Valor Econômico, v. 20, n. 4894 05/12/2019. Política, p. A15


Com cortes, Câmara aprova pacote anticrime
 Raphael Di Cunto
 Marcelo Ribeiro 

 

Após meses de negociações, idas e vindas e atritos entre o ministro da Justiça e Segurança Pública, Sergio Moro, e o Congresso, a Câmara dos Deputados aprovou ontem, com apoio de quase todos os partidos, o pacote anticrime proposto pelo ex-juiz da Operação Lava-Jato junto com a proposta do ministro do Supremo Tribunal Federal (STF) Alexandre de Moraes.

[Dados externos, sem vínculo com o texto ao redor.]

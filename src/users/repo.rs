use async_trait::async_trait;
use sqlx::PgPool;
use tracing::{debug, error};

use super::{NewUser, StoreError, UniqueField, User, UserStore};

const EMAIL_INDEX: &str = "users_email_active_key";
const PHONE_INDEX: &str = "users_phone_number_active_key";

/// PostgreSQL-backed user store. Uniqueness is enforced by the partial unique
/// indexes created in `migrations/`, so concurrent inserts cannot both win.
#[derive(Clone)]
pub struct PgUserStore {
    db: PgPool,
}

impl PgUserStore {
    pub fn new(db: PgPool) -> Self {
        Self { db }
    }
}

/// Maps a unique-index name reported by Postgres to the field it guards.
fn unique_field(constraint: Option<&str>) -> Option<UniqueField> {
    match constraint? {
        EMAIL_INDEX => Some(UniqueField::Email),
        PHONE_INDEX => Some(UniqueField::PhoneNumber),
        _ => None,
    }
}

fn classify_insert_error(err: sqlx::Error) -> StoreError {
    if let sqlx::Error::Database(db_err) = &err {
        if db_err.is_unique_violation() {
            if let Some(field) = unique_field(db_err.constraint()) {
                return StoreError::ConstraintViolation(field);
            }
        }
    }
    StoreError::StorageFailure(err)
}

#[async_trait]
impl UserStore for PgUserStore {
    async fn create(&self, new_user: NewUser) -> Result<User, StoreError> {
        debug!(email = %new_user.email, "inserting user");
        let user = sqlx::query_as::<_, User>(
            r#"
            INSERT INTO users (first_name, last_name, date_of_birth, email, password_hash, phone_number)
            VALUES ($1, $2, $3, $4, $5, $6)
            RETURNING id, first_name, last_name, date_of_birth, email, password_hash,
                      phone_number, created_at, updated_at, deleted_at
            "#,
        )
        .bind(&new_user.first_name)
        .bind(&new_user.last_name)
        .bind(new_user.date_of_birth)
        .bind(&new_user.email)
        .bind(&new_user.password_hash)
        .bind(new_user.phone_number.as_deref())
        .fetch_one(&self.db)
        .await
        .map_err(|e| {
            let err = classify_insert_error(e);
            if matches!(err, StoreError::StorageFailure(_)) {
                error!(error = %err, email = %new_user.email, "insert user failed");
            }
            err
        })?;

        debug!(user_id = %user.id, "user inserted");
        Ok(user)
    }

    async fn find_by_email(&self, email: &str) -> Result<Option<User>, StoreError> {
        let user = sqlx::query_as::<_, User>(
            r#"
            SELECT id, first_name, last_name, date_of_birth, email, password_hash,
                   phone_number, created_at, updated_at, deleted_at
            FROM users
            WHERE email = $1 AND deleted_at IS NULL
            "#,
        )
        .bind(email)
        .fetch_optional(&self.db)
        .await?;
        debug!(email, found = user.is_some(), "user lookup by email");
        Ok(user)
    }

    async fn exists_by_email(&self, email: &str) -> Result<bool, StoreError> {
        let exists: bool = sqlx::query_scalar(
            r#"SELECT EXISTS(SELECT 1 FROM users WHERE email = $1 AND deleted_at IS NULL)"#,
        )
        .bind(email)
        .fetch_one(&self.db)
        .await?;
        debug!(email, exists, "user existence check");
        Ok(exists)
    }
}

#[cfg(test)]
mod tests {
    use super::*;

    #[test]
    fn unique_field_maps_known_indexes() {
        assert_eq!(unique_field(Some(EMAIL_INDEX)), Some(UniqueField::Email));
        assert_eq!(unique_field(Some(PHONE_INDEX)), Some(UniqueField::PhoneNumber));
    }

    #[test]
    fn unique_field_ignores_unrelated_constraints() {
        assert_eq!(unique_field(Some("users_pkey")), None);
        assert_eq!(unique_field(None), None);
    }

    #[test]
    fn non_database_errors_are_storage_failures() {
        let err = classify_insert_error(sqlx::Error::PoolTimedOut);
        assert!(matches!(err, StoreError::StorageFailure(_)));
    }
}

Foram por 408 votos a 9.

Parte do pacote de Moro acabou rejeitado, como a ampliação do excludente de ilicitude para que policiais não fossem punidos por matar “sob violenta emoção” - uma promessa de campanha do presidente Jair Bolsonaro -, que as audiências com presos fossem por videoconferência e a instituição do “plea bargain”, um acordo entre acusação e defesa para encerrar o processo em troca de redução de pena bastante comum nos Estados Unidos.

Por outro lado, o projeto teve pontos aprovados, como o aumento do tempo máximo de prisão de 30 para 40 anos; a criação de um banco de perfil genético (DNA); acordo de não persecução penal para crimes de baixa periculosidade (o juiz pode não dar prosseguimento ao processo em troca de o réu assumir a culpa e cumprir pena alternativa); proibição de condicional e de saída temporária para condenados por crime hediondo seguido de morte; e julgamento de organizações criminosas por varas criminais colegiadas.

Para o deputado capitão Augusto Rosa (PL-SP), que foi relator do grupo de trabalho que analisou e consolidou os dois projetos, trata-se do maior número de mudanças na legislação penal desde a Constituição de 1988. Antes reticente a acordos, ele defendeu o texto de consenso. “Gostaria que fossem incluídos vários pontos, excluídos vários pontos. Mas, dentro de uma Casa democrática, é o que temos para aprovar e não podemos negar que será um reforço no combate à corrupção, às facções criminosas e aos crimes do colarinho branco”, disse.

Segundo Rosa, 65% a 70% das propostas de Moro constam da versão do projeto que será encaminhada ao Senado - que, se passar por alterações, voltará para decisão da Câmara antes de seguirem para sanção. “Temos a oportunidade de, no ano que vem, trabalharmos para aprovar tudo que ficou de fora”, disse.

Para o deputado Orlando Silva (PCdoB-SP), a votação foi uma derrota de Moro, que se empenhou pessoalmente para retomar seu projeto quase integralmente. “Aquela proposta tinha pontos para prender e criminalizar a população mais pobre, a população negra, o povo da periferia. Nesta noite vamos derrotar Sergio Moro”, disse.

Centrão e oposição pretendiam votar o texto do grupo de trabalho sem emendas, mas ontem o acordo avançou para os demais partidos após quatro pontos rejeitados pelo GT voltarem ao texto, como a possibilidade de escutas telefônicas nas conversas entre advogados e presos (mediante autorização judicial), a prisão imediata em caso de condenações pelo pelo tribunal do júri e a criação de um agente infiltrado em organizações criminosas.

A única divergência decidida no voto era a criação do juiz de garantias, que atuaria na fase inicial do processo até a aceitação da denúncia. Outro juiz, que não participou da coleta de provas, assumiria depois e faria o julgamento. O texto foi introduzido pelo grupo de trabalho após a revelação de conversas de Moro com procuradores da Lava-Jato, em que ele supostamente orientava a produção de provas e elaboração da denúncia - o que ele nega ter feito. O dispositivo foi aprovado por 256 votos a 147.

Outros dois projetos apresentados pelo ministro junto com o pacote, contudo, ainda não tem previsão de votação. Um deles, para que a Justiça Comum analise crimes cometidos em meio a campanhas eleitorais, foi aprovado pela Comissão de Constituição e Justiça (CCJ), mas não tem data para análise pelo plenário. Outro, que reforça a punição por caixa dois de campanhas, sequer teve parecer apresentado e está nas gavetas da Comissão de Finanças da Câmara.